WHAT IS NEEDED:
Look through the lines below for the word "move", and copy every line that has it.

##### ENTRIES SUPPLIED

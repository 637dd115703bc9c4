//! Runtime bridge between the UI command queue and backend event intake.

use std::{sync::Arc, thread};

use client_core::MovieSource;
use crossbeam_channel::{Receiver, Sender};

use crate::backend_bridge::commands::BackendCommand;
use crate::controller::events::{UiError, UiErrorContext, UiEvent};
use crate::media::decode_poster;

pub fn launch(
    source: Arc<dyn MovieSource>,
    cmd_rx: Receiver<BackendCommand>,
    ui_tx: Sender<UiEvent>,
) {
    thread::spawn(move || {
        let runtime = match tokio::runtime::Builder::new_multi_thread()
            .worker_threads(2)
            .enable_all()
            .build()
        {
            Ok(runtime) => runtime,
            Err(err) => {
                let _ = ui_tx.try_send(UiEvent::BackendStopped(UiError::from_message(
                    UiErrorContext::BackendStartup,
                    format!("backend worker startup failure: failed to build runtime: {err}"),
                )));
                tracing::error!("failed to build backend runtime: {err}");
                return;
            }
        };

        tracing::info!("backend worker ready");
        // Commands run concurrently; whichever completion is delivered last wins.
        while let Ok(cmd) = cmd_rx.recv() {
            let source = source.clone();
            let ui_tx = ui_tx.clone();
            runtime.spawn(async move {
                handle_command(source.as_ref(), cmd, &ui_tx).await;
            });
        }
        tracing::info!("ui command queue closed; backend worker exiting");
    });
}

pub async fn handle_command(source: &dyn MovieSource, cmd: BackendCommand, ui_tx: &Sender<UiEvent>) {
    let event = match cmd {
        BackendCommand::FetchMovie => match source.fetch_movie().await {
            Ok(record) => UiEvent::MovieLoaded(record),
            Err(err) => {
                tracing::debug!(kind = err.kind(), "movie fetch returned an error");
                UiEvent::MovieFetchFailed(UiError::from_fetch(UiErrorContext::FetchMovie, &err))
            }
        },
        BackendCommand::FetchPoster { url } => match source.fetch_poster(&url).await {
            Ok(bytes) => match decode_poster(&bytes) {
                Ok(image) => UiEvent::PosterLoaded { url, image },
                Err(err) => UiEvent::PosterFailed {
                    url,
                    error: UiError::from_message(
                        UiErrorContext::FetchPoster,
                        format!("poster decode failed: {err}"),
                    ),
                },
            },
            Err(err) => UiEvent::PosterFailed {
                url,
                error: UiError::from_fetch(UiErrorContext::FetchPoster, &err),
            },
        },
    };

    if ui_tx.send(event).is_err() {
        tracing::debug!("ui event receiver dropped; discarding backend result");
    }
}

#[cfg(test)]
#[path = "../tests/runtime_tests.rs"]
mod tests;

##########

RESULT BELOW:
    thread::spawn(move || {
            runtime.spawn(async move {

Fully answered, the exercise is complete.